June 23, 2008
Television + Serious Discourse = Impossible?
A week or two ago I finished reading Neil Postman’s “Amusing Ourselves to Death.” His book is about why he thinks television is incapable of facilitating serious and meaningful conversation. In his opinion, TV is only good for entertainment. Here are some quotes, for your consideration, that made me pause and think about the questions he raises and issues he addresses. The page numbers apply to the 1986 edition (ISBN-10: 0140094385; ISBN-13: 978-0140094381).
“The problem is not that television presents us with entertaining subject matter but that all subject matter is presented as entertaining, which is another issue altogether.
“To say it still another way: Entertainment is the supra-ideology of all discourse on television. No matter what is depicted or from what point of view, the overarching presumption is that it is there for our amusement and pleasure.”
(Page 87)
“[W]hereas we expect books and even other media (such as film) to maintain a consistency of tone and a continuity of content, we have no such expectation of television news. We have become so accustomed to its discontinuities that we are no longer struck dumb, as any sane person would be, by a newscaster who having just reported that a nuclear war is inevitable goes on to say that he will be right back after this word from Burger King. [...] One can hardly underestimate the damage that such juxtapositions do to our sense of the world as a serious place. The damage is especially massive to youthful viewers who depend so much on television for their clues as to how to respond to the world. In watching television news, they, more than any other segment of the audience, are drawn into an epistemology based on the assumption that all reports of cruelty and death are greatly exaggerated and, in any case, not to be taken seriously or reported sanely.”
(Page 104)
“Today, on television commercials, propositions are as scarce as unattractive people. The truth or falsity of an advertiser’s claim is simply not an issue. A McDonald’s commercial, for example, is not a series of testable, logically ordered assertions. It is a drama — a mythology, if you will — of handsome people selling, buying and eating hamburgers, and being driven to near ecstasy by their good fortune. No claims are made, except those the viewer projects onto or infers from the drama. One can like or dislike a television commercial, of course. But one cannot refute it.

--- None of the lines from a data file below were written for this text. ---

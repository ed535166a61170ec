#![doc = include_str!("../README.md")]
#![doc(issue_tracker_base_url = "https://github.com/factordynamics/ronda/issues/")]
#![cfg_attr(docsrs, feature(doc_cfg, doc_auto_cfg))]
#![warn(missing_docs)]
#![forbid(unsafe_code)]

pub mod export;
pub mod report;
pub mod summary;

pub use export::{
    CostSensitivityExport, ExportError, ExportFormat, Exporter, HoldingExport, LoadingExport,
    LookbackExport, MonthlyRecordExport, RegressionRow, SeriesExport, SeriesPoint,
};
pub use report::{Report, ReportBuilder, ReportError};
pub use summary::{PerformanceRow, RegressionTable, SummaryTable};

“Indeed, we may go this far: the television commercial is not at all about the character of products to be consumed. It is about the character of the consumers of products. Images of movie stars and famous athletes, of serene lakes and macho fishing trips, of elegant dinners and romantic interludes, of happy families packing their station wagons for a picnic in the country — these tell nothing about the products being sold. But they tell everything about the fears, fancies and dreams of those who might buy them. What the advertiser needs to know is not what is right about the product but what is wrong about the buyer. And so, the balance of business expenditures shifts from product research to market research. The television commercial has oriented business away from making products of value and towards making consumers feel valuable, which means that the business of business has now become pseudo-therapy.”
(Page 128)
“Tyrants of all varieties have always known about the value of providing the masses with amusements as a means of pacifying discontent. But most of them could not have even hoped for a situation in which the masses would ignore that which does not amuse. That is why tyrants have always relied, and still do, on censorship. Censorship, after all, is the tribute tyrants pay to the assumption that a public knows the difference between serious discourse and entertainment-and cares. How delighted would be all the kings, czars and fuhrers of the past and commissars of the present to know that censorship is not a necessity when all political discourse takes the form of a jest.”
(Page 141)
“When a population becomes distracted by trivia, when cultural life is redefined as a perpetual round of entertainment, when serious public conversation becomes a form of baby-talk, when, in short, a people become an audience and their public business a vaudeville act, then a nation finds itself at risk: culture-death is a clear possibility.”
(Pages 155-156)
Written at 4:01 pm || Filed under: General
July 18th, 2008 at 9:56 pm
added this book to my library que. :)
July 19th, 2008 at 7:16 am
LOL. And I added “Who’s Your City?”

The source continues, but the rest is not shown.